Using bits, or other information units, those nonnegative measures gauge the randomness of P (entropy); the dissimilarity between P and Q (relative entropy); and the statistical dependence of X and Y (mutual information). They attain their minimum value, zero, if and only if P is deterministic, $P=Q$, and X and Y are independent, respectively.

We would not be far off the mark if we were to define information theory as the study of the properties of those information measures, in particular, as they pertain to their role in the fundamental limits of various operational engineering problems such as the compression and transmission of data.

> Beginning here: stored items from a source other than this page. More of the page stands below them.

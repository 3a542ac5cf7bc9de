//! Table and column ignore lists shared by the resolver and schema loaders.

use aho_corasick::{AhoCorasick, AhoCorasickBuilder};
use cfinder_core::config::CompareConfig;
use cfinder_core::types::FxHashSet;

/// Compiled ignore lists. Table keywords match anywhere in the table name,
/// case-insensitively; column names match exactly.
#[derive(Debug, Clone, Default)]
pub struct IgnoreFilter {
    tables: Option<AhoCorasick>,
    columns: FxHashSet<String>,
}

impl IgnoreFilter {
    pub fn new(table_keywords: &[String], columns: &[String]) -> Self {
        let tables = if table_keywords.is_empty() {
            None
        } else {
            AhoCorasickBuilder::new()
                .ascii_case_insensitive(true)
                .build(table_keywords)
                .ok()
        };
        Self {
            tables,
            columns: columns.iter().map(|c| c.to_ascii_lowercase()).collect(),
        }
    }

    pub fn from_config(config: &CompareConfig) -> Self {
        Self::new(
            &config.effective_ignored_table_keywords(),
            &config.effective_ignored_columns(),
        )
    }

    pub fn ignores_table(&self, table: &str) -> bool {
        self.tables.as_ref().is_some_and(|ac| ac.is_match(table))
    }

    pub fn ignores_column(&self, column: &str) -> bool {
        self.columns.contains(&column.to_ascii_lowercase())
    }
}

#[cfg(test)]
mod tests {
    use super::*;

    #[test]
    fn keywords_match_inside_table_names() {
        let filter = IgnoreFilter::new(&["django_".into(), "Historical".into()], &["lft".into()]);
        assert!(filter.ignores_table("django_session"));
        assert!(filter.ignores_table("shop_historicalorder"));
        assert!(!filter.ignores_table("shop_order"));
        assert!(filter.ignores_column("LFT"));
        assert!(!filter.ignores_column("left"));
    }

    #[test]
    fn empty_filter_ignores_nothing() {
        let filter = IgnoreFilter::default();
        assert!(!filter.ignores_table("django_session"));
        assert!(!filter.ignores_column("id"));
    }
}
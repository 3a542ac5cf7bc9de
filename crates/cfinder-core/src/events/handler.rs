//! AnalysisEventHandler trait, all methods with no-op defaults.

use super::types::*;

/// Trait for observing a CFinder run.
///
/// Handlers override only the events they care about. `Send + Sync` because
/// applications are analyzed on worker threads.
pub trait AnalysisEventHandler: Send + Sync {
    fn on_run_started(&self, _event: &RunStartedEvent) {}
    fn on_app_started(&self, _event: &AppStartedEvent) {}
    fn on_app_complete(&self, _event: &AppCompleteEvent) {}
    fn on_diagnostic(&self, _event: &DiagnosticEvent) {}
    fn on_run_complete(&self, _event: &RunCompleteEvent) {}
}

/// Handler that ignores every event.
pub struct NoOpHandler;

impl AnalysisEventHandler for NoOpHandler {}
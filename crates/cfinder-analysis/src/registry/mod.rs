//! Model Registry: data-model classes, their tables and their columns.

pub mod extract;
pub mod registry;
pub mod types;

pub use extract::extract_classes;
pub use registry::ModelRegistry;
pub use types::{
    DeclaredClass, DeleteBehavior, FieldDefinition, FieldLocation, Lookup, MetaConstraint,
    ModelDefinition, RelationKind, RelationTarget, ThroughTable,
};
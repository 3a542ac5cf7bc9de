//! ParserManager: routes files to the language parser, consults the parse
//! cache and applies the partial-parse policy.

use std::path::Path;
use std::sync::Arc;

use cfinder_core::config::AnalysisConfig;
use cfinder_core::errors::ParseError;

use super::cache::ParseCache;
use super::languages::python::PythonParser;
use super::traits::{LanguageParser, ParseLimits};
use super::types::RepresentationTree;
use crate::scanner::hasher::hash_content;
use crate::scanner::language_detect::Language;
use crate::scanner::types::SourceUnit;

/// Manages language parsers and the parse cache.
pub struct ParserManager {
    cache: ParseCache,
    python: PythonParser,
    allow_partial: bool,
    limits: ParseLimits,
}

impl Default for ParserManager {
    fn default() -> Self {
        Self::new()
    }
}

impl ParserManager {
    pub fn new() -> Self {
        Self::from_config(&AnalysisConfig::default())
    }

    pub fn from_config(config: &AnalysisConfig) -> Self {
        Self {
            cache: ParseCache::new(config.effective_parse_cache_capacity()),
            python: PythonParser::new(),
            allow_partial: config.effective_allow_partial_parse(),
            limits: ParseLimits::from_config(config),
        }
    }

    fn parser_for(&self, lang: Language) -> Option<&dyn LanguageParser> {
        match lang {
            Language::Python => Some(&self.python),
            Language::Sql => None,
        }
    }

    /// Parse a source unit.
    pub fn parse_unit(&self, unit: &SourceUnit) -> Result<Arc<RepresentationTree>, ParseError> {
        self.parse(unit.text.as_bytes(), &unit.path)
    }

    /// Parse a file, using the cache if available.
    ///
    /// A tree with syntax errors is rejected unless partial parses are
    /// allowed, in which case the caller sees `error_count > 0` and
    /// [`RepresentationTree::partial_error`] describes the damage.
    pub fn parse(&self, source: &[u8], path: &Path) -> Result<Arc<RepresentationTree>, ParseError> {
        let ext = path.extension().and_then(|e| e.to_str());
        let lang = Language::from_extension(ext).ok_or_else(|| ParseError::UnsupportedLanguage {
            extension: ext.unwrap_or("unknown").to_string(),
        })?;
        let parser = self
            .parser_for(lang)
            .ok_or_else(|| ParseError::UnsupportedLanguage {
                extension: ext.unwrap_or("unknown").to_string(),
            })?;

        let content_hash = hash_content(source);
        let tree = match self.cache.get(content_hash, lang) {
            Some(cached) if cached.path == path => cached,
            Some(cached) => Arc::new(RepresentationTree {
                path: path.to_path_buf(),
                ..(*cached).clone()
            }),
            None => {
                let tree = Arc::new(parser.parse(source, path, self.limits)?);
                self.cache.insert(content_hash, lang, Arc::clone(&tree));
                tree
            }
        };

        if tree.has_errors() && !self.allow_partial {
            let first = tree.first_error.unwrap_or_default();
            return Err(ParseError::SyntaxError {
                path: path.to_path_buf(),
                line: first.line,
                column: first.column,
                error_count: tree.error_count,
            });
        }
        Ok(tree)
    }

    /// Number of cached trees.
    pub fn cache_entry_count(&self) -> u64 {
        self.cache.entry_count()
    }
}
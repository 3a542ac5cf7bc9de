//! Schema loaders: the constraints an application declares.
//!
//! Sources are SQL DDL, a JSON constraint dump, or the models themselves.
//! Files are read during the per-application file phase; the models source
//! needs the registry and is materialized after it is built.

pub mod json;
pub mod models;
pub mod sql;
pub mod types;

use std::path::{Path, PathBuf};

use cfinder_core::config::{SchemaConfig, SchemaSourceKind, SqlDialectKind};
use cfinder_core::constants::SCHEMA_DUMP_FILE;
use cfinder_core::errors::SchemaError;

use crate::constraints::IgnoreFilter;
use crate::registry::ModelRegistry;
use crate::scanner::Application;

pub use types::{DeclaredSchema, SchemaConstraint};

/// Result of the file phase of schema loading.
#[derive(Debug, Clone)]
pub enum SchemaLoad {
    Loaded(DeclaredSchema),
    /// Read the declarations from the model registry once it exists.
    FromModels,
}

impl SchemaLoad {
    /// Finish loading with the application's registry.
    pub fn complete(self, registry: &ModelRegistry, filter: &IgnoreFilter) -> DeclaredSchema {
        match self {
            Self::Loaded(schema) => schema,
            Self::FromModels => DeclaredSchema::new(
                SchemaSourceKind::Models,
                models::schema_from_models(registry),
                filter,
            ),
        }
    }
}

/// Picks and reads an application's schema source.
#[derive(Debug, Clone)]
pub struct SchemaLoader {
    source: SchemaSourceKind,
    dialect: SqlDialectKind,
    /// Per-application directory, relative to the application root.
    app_dir: Option<String>,
    /// Run-level directory holding `<app>.sql` / `<app>.json`.
    schemas_dir: Option<PathBuf>,
    filter: IgnoreFilter,
}

impl SchemaLoader {
    pub fn new(config: &SchemaConfig, filter: IgnoreFilter) -> Self {
        Self {
            source: config.effective_source(),
            dialect: config.effective_dialect(),
            app_dir: config.dir.clone(),
            schemas_dir: None,
            filter,
        }
    }

    pub fn with_schemas_dir(mut self, dir: Option<PathBuf>) -> Self {
        self.schemas_dir = dir;
        self
    }

    pub fn filter(&self) -> &IgnoreFilter {
        &self.filter
    }

    /// Load the file-based sources of `app`. `sql_files` are the DDL files
    /// discovered under the application root.
    pub fn load(&self, app: &Application, sql_files: &[PathBuf]) -> Result<SchemaLoad, SchemaError> {
        let json = self.json_file(app);
        let sql = self.sql_files(app, sql_files);
        let load = match self.source {
            SchemaSourceKind::Models => SchemaLoad::FromModels,
            SchemaSourceKind::Json => {
                let path = json.ok_or_else(|| SchemaError::NotFound { app: app.id.clone() })?;
                self.from_json(&path)?
            }
            SchemaSourceKind::Sql => {
                if sql.is_empty() {
                    return Err(SchemaError::NotFound { app: app.id.clone() });
                }
                self.from_sql(&sql)?
            }
            SchemaSourceKind::Auto => match json {
                Some(path) => self.from_json(&path)?,
                None if !sql.is_empty() => self.from_sql(&sql)?,
                None => SchemaLoad::FromModels,
            },
        };
        if let SchemaLoad::Loaded(schema) = &load {
            tracing::debug!(
                app = %app.id,
                source = schema.source.name(),
                constraints = schema.len(),
                "loaded declared schema"
            );
        }
        Ok(load)
    }

    fn from_json(&self, path: &Path) -> Result<SchemaLoad, SchemaError> {
        let constraints = json::load_json_file(path)?;
        Ok(SchemaLoad::Loaded(DeclaredSchema::new(
            SchemaSourceKind::Json,
            constraints,
            &self.filter,
        )))
    }

    fn from_sql(&self, files: &[PathBuf]) -> Result<SchemaLoad, SchemaError> {
        let constraints = sql::load_sql_files(files, self.dialect)?;
        Ok(SchemaLoad::Loaded(DeclaredSchema::new(
            SchemaSourceKind::Sql,
            constraints,
            &self.filter,
        )))
    }

    fn json_file(&self, app: &Application) -> Option<PathBuf> {
        if let Some(dir) = &self.schemas_dir {
            let path = dir.join(format!("{}.json", app.id));
            if path.is_file() {
                return Some(path);
            }
        }
        let base = match &self.app_dir {
            Some(dir) => app.root.join(dir),
            None => app.root.clone(),
        };
        Some(base.join(SCHEMA_DUMP_FILE)).filter(|p| p.is_file())
    }

    fn sql_files(&self, app: &Application, discovered: &[PathBuf]) -> Vec<PathBuf> {
        if let Some(dir) = &self.schemas_dir {
            let path = dir.join(format!("{}.sql", app.id));
            if path.is_file() {
                return vec![path];
            }
        }
        let mut files: Vec<PathBuf> = match &self.app_dir {
            Some(dir) => {
                let base = app.root.join(dir);
                discovered.iter().filter(|p| p.starts_with(&base)).cloned().collect()
            }
            None => discovered.to_vec(),
        };
        files.sort();
        files
    }
}

#[cfg(test)]
mod tests {
    use super::*;

    fn loader(source: &str) -> SchemaLoader {
        let config = SchemaConfig {
            source: Some(source.to_string()),
            ..Default::default()
        };
        SchemaLoader::new(&config, IgnoreFilter::default())
    }

    #[test]
    fn auto_prefers_json_then_sql_then_models() {
        let dir = tempfile::tempdir().unwrap();
        let app = Application::new("shop", dir.path());
        assert!(matches!(loader("auto").load(&app, &[]).unwrap(), SchemaLoad::FromModels));

        let ddl = dir.path().join("schema.sql");
        std::fs::write(&ddl, "CREATE TABLE shop_a (id integer PRIMARY KEY);").unwrap();
        match loader("auto").load(&app, &[ddl.clone()]).unwrap() {
            SchemaLoad::Loaded(schema) => assert_eq!(schema.source, SchemaSourceKind::Sql),
            other => panic!("unexpected {other:?}"),
        }

        std::fs::write(dir.path().join(SCHEMA_DUMP_FILE), r#"{"unique": []}"#).unwrap();
        match loader("auto").load(&app, &[ddl]).unwrap() {
            SchemaLoad::Loaded(schema) => assert_eq!(schema.source, SchemaSourceKind::Json),
            other => panic!("unexpected {other:?}"),
        }
    }

    #[test]
    fn explicit_sql_without_files_is_not_found() {
        let dir = tempfile::tempdir().unwrap();
        let app = Application::new("shop", dir.path());
        assert!(matches!(
            loader("sql").load(&app, &[]),
            Err(SchemaError::NotFound { .. })
        ));
    }

    #[test]
    fn schemas_dir_maps_application_ids() {
        let apps = tempfile::tempdir().unwrap();
        let schemas = tempfile::tempdir().unwrap();
        std::fs::write(
            schemas.path().join("shop.sql"),
            "CREATE TABLE shop_item (id integer PRIMARY KEY, sku text UNIQUE);",
        )
        .unwrap();
        let app = Application::new("shop", apps.path());
        let loader = loader("sql").with_schemas_dir(Some(schemas.path().to_path_buf()));
        match loader.load(&app, &[]).unwrap() {
            SchemaLoad::Loaded(schema) => assert_eq!(schema.len(), 3),
            other => panic!("unexpected {other:?}"),
        }
    }
}
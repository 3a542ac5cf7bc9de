//! Scanner configuration.

use serde::{Deserialize, Serialize};

use crate::constants::{DEFAULT_MAX_FILE_SIZE, DEFAULT_TEST_MARKERS, DEFAULT_THREADS};

/// Configuration for application and source file discovery.
#[derive(Debug, Clone, Serialize, Deserialize, Default)]
#[serde(default)]
pub struct ScanConfig {
    /// Maximum file size in bytes. Default: 1MB (1_048_576).
    pub max_file_size: Option<u64>,
    /// Number of worker threads. 0 = rayon default.
    pub threads: Option<usize>,
    /// Include glob patterns; if non-empty, only matching paths are scanned.
    #[serde(default)]
    pub include: Vec<String>,
    /// Additional ignore patterns beyond .gitignore/.cfinderignore.
    #[serde(default)]
    pub extra_ignore: Vec<String>,
    /// Follow symbolic links. Default: false.
    pub follow_symlinks: Option<bool>,
    /// Path components that mark a file as test code.
    #[serde(default)]
    pub test_markers: Vec<String>,
}

impl ScanConfig {
    /// Returns the effective max file size, defaulting to 1MB.
    pub fn effective_max_file_size(&self) -> u64 {
        self.max_file_size.unwrap_or(DEFAULT_MAX_FILE_SIZE)
    }

    /// Returns the effective thread count, defaulting to 0 (auto-detect).
    pub fn effective_threads(&self) -> usize {
        self.threads.unwrap_or(DEFAULT_THREADS)
    }

    /// Returns the test path markers, defaulting to `test` and `tests`.
    pub fn effective_test_markers(&self) -> Vec<String> {
        if self.test_markers.is_empty() {
            DEFAULT_TEST_MARKERS.iter().map(|s| s.to_string()).collect()
        } else {
            self.test_markers.clone()
        }
    }
}
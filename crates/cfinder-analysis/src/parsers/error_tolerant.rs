//! Error-tolerant parsing: locate ERROR/MISSING nodes in a tree-sitter tree.

use tree_sitter::Node;

use super::types::SourceLocation;

/// Count ERROR and MISSING nodes; returns the count and the first location.
///
/// Walks with a cursor so arbitrarily deep trees do not grow the stack.
/// Subtrees without errors are skipped.
pub fn count_errors(root: Node) -> (u32, Option<SourceLocation>) {
    let mut count = 0u32;
    let mut first = None;
    if !root.has_error() {
        return (count, first);
    }

    let mut cursor = root.walk();
    loop {
        let node = cursor.node();
        if node.is_error() || node.is_missing() {
            count += 1;
            if first.is_none() {
                first = Some(SourceLocation::from_ts_node(&node));
            }
        }
        if node.has_error() && cursor.goto_first_child() {
            continue;
        }
        loop {
            if cursor.goto_next_sibling() {
                break;
            }
            if !cursor.goto_parent() {
                return (count, first);
            }
        }
    }
}
//! Scanner subsystem: application discovery, parallel file walking, source
//! loading and content hashing.

pub mod hasher;
pub mod language_detect;
pub mod types;
pub mod walker;

use std::path::Path;

use cfinder_core::config::ScanConfig;
use cfinder_core::errors::{CfinderErrorCode, Diagnostic, DiagnosticScope, ScanError};
use rayon::prelude::*;

pub use language_detect::Language;
pub use types::{AppSources, Application, DiscoveredFile, SourceUnit};

/// List the applications under `root`.
///
/// Every immediate subdirectory that is not hidden or ignored is one
/// application. With `single`, `root` itself is the only application.
pub fn discover_applications(root: &Path, single: bool) -> Result<Vec<Application>, ScanError> {
    if !root.is_dir() {
        return Err(ScanError::RootNotFound {
            path: root.to_path_buf(),
        });
    }
    if single {
        let id = root
            .file_name()
            .map(|n| n.to_string_lossy().to_string())
            .unwrap_or_else(|| "app".to_string());
        return Ok(vec![Application::new(id, root)]);
    }

    let entries = std::fs::read_dir(root).map_err(|e| ScanError::IoError {
        path: root.to_path_buf(),
        source: e,
    })?;
    let mut apps: Vec<Application> = entries
        .filter_map(Result::ok)
        .filter(|e| e.file_type().map(|t| t.is_dir()).unwrap_or(false))
        .filter_map(|e| {
            let name = e.file_name().to_string_lossy().to_string();
            if name.starts_with('.') || walker::DEFAULT_IGNORES.contains(&name.as_str()) {
                None
            } else {
                Some(Application::new(name, e.path()))
            }
        })
        .collect();
    apps.sort();
    Ok(apps)
}

/// Walk one application and load its Python sources into memory.
///
/// Unreadable files become file-scoped `SCAN_ERROR` diagnostics; a missing
/// application root is an error.
pub fn load_sources(
    app: &Application,
    config: &ScanConfig,
) -> Result<(AppSources, Vec<Diagnostic>), ScanError> {
    let files = walker::walk_directory(&app.root, config)?;
    let markers = config.effective_test_markers();

    let (python, sql): (Vec<_>, Vec<_>) = files
        .into_iter()
        .partition(|f| f.language == Some(Language::Python));

    let loaded: Vec<Result<SourceUnit, ScanError>> = python
        .par_iter()
        .map(|file| read_unit(app, &file.path, &markers))
        .collect();

    let mut sources = AppSources {
        sql_files: sql.into_iter().map(|f| f.path).collect(),
        ..Default::default()
    };
    let mut diagnostics = Vec::new();
    for result in loaded {
        match result {
            Ok(unit) => {
                sources.total_bytes += unit.text.len() as u64;
                sources.units.push(unit);
            }
            Err(err) => {
                let path = match &err {
                    ScanError::IoError { path, .. }
                    | ScanError::MaxFileSizeExceeded { path, .. }
                    | ScanError::UnsupportedEncoding { path, .. }
                    | ScanError::RootNotFound { path } => rel_path(&app.root, path),
                };
                tracing::debug!(app = %app.id, code = err.error_code(), %path, "source skipped");
                diagnostics.push(Diagnostic::from_error(
                    DiagnosticScope::File {
                        app: app.id.clone(),
                        path,
                    },
                    &err,
                ));
            }
        }
    }
    Ok((sources, diagnostics))
}

fn read_unit(app: &Application, path: &Path, markers: &[String]) -> Result<SourceUnit, ScanError> {
    let bytes = std::fs::read(path).map_err(|e| ScanError::IoError {
        path: path.to_path_buf(),
        source: e,
    })?;
    let text = String::from_utf8(bytes).map_err(|_| ScanError::UnsupportedEncoding {
        path: path.to_path_buf(),
        encoding: "non-utf8".to_string(),
    })?;
    let rel = rel_path(&app.root, path);
    let is_test = is_test_path(&rel, markers);
    Ok(SourceUnit {
        app: app.id.clone(),
        path: path.to_path_buf(),
        content_hash: hasher::hash_content(text.as_bytes()),
        text: text.into(),
        rel_path: rel,
        is_test,
    })
}

/// `/`-separated path of `path` relative to `root`.
pub fn rel_path(root: &Path, path: &Path) -> String {
    let rel = path.strip_prefix(root).unwrap_or(path);
    rel.components()
        .map(|c| c.as_os_str().to_string_lossy())
        .collect::<Vec<_>>()
        .join("/")
}

/// True when any path segment (or file stem) matches a test marker, or the
/// file name follows the `test_*.py` / `*_tests.py` conventions.
pub fn is_test_path(rel_path: &str, markers: &[String]) -> bool {
    rel_path.split('/').any(|segment| {
        let stem = segment.strip_suffix(".py").unwrap_or(segment);
        markers.iter().any(|m| {
            stem == m
                || stem.starts_with(&format!("{m}_"))
                || stem.ends_with(&format!("_{m}"))
        })
    })
}
//! Schema loader errors. Scoped to one application.

use std::path::PathBuf;

use super::error_code::{self, CfinderErrorCode};

/// Errors raised while loading an application's declared schema.
#[derive(Debug, thiserror::Error)]
pub enum SchemaError {
    #[error("No schema source found for application {app}")]
    NotFound { app: String },

    #[error("IO error reading schema {path}: {source}")]
    Io {
        path: PathBuf,
        source: std::io::Error,
    },

    #[error("SQL parse error in {path}: {message}")]
    Sql { path: PathBuf, message: String },

    #[error("JSON schema error in {path}: {message}")]
    Json { path: PathBuf, message: String },

    #[error("Unknown schema source: {0}")]
    UnknownSource(String),
}

impl CfinderErrorCode for SchemaError {
    fn error_code(&self) -> &'static str {
        error_code::SCHEMA_LOAD_ERROR
    }
}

Often, when dealing with random processes with memory, the role of those information measures is supplanted by their asymptotic counterparts: entropy rate, relative entropy rate, and mutual information rate, defined as the asymptotic linear growth in m of the corresponding measure for a block of m random variables, e.g.,

$$\begin{array}{c}\hfill H\left(\mathbf{X}\right)=\underset{m\to \infty}{lim}\frac{1}{m}H({X}_{1},\dots ,{X}_{m}).\end{array}$$

The importance of information measures transcends information theory. Indeed, since shortly after their inception, a wide variety of experimental sciences have found significant applications for entropy, mutual information and relative entropy. For example,

Frequently, in those applications, the need arises to estimate information measures empirically: data are generated under an unknown probability law, and we would like to design a machine learning algorithm that estimates the information measure, assuming that the random data are stationary and ergodic, so that time averages converge to statistical averages. In fact, much more is usually assumed, and, at this point in time, the state-of-the-art in the design and analysis of empirical estimators is much more advanced in the ideal case of independent identically distributed data.

Another application of such universal empirical estimators is to approximate (4) (or relative entropy rate or mutual information rate) when the distribution is known but the analytical computation of the limit is not feasible.

Although we limit this survey to entropy, relative entropy and mutual information, there are other information measures, distances between probability distributions, and statistical dependence measures whose empirical estimation has received considerable interest, such as Rényi entropy (including support size) and Rényi divergence [27], f-divergence [28], erasure entropy [29], total variation distance, Hellinger distance, ${\chi}^{2}$ distance (e.g., [30]), directed information [31], and lautum information [32].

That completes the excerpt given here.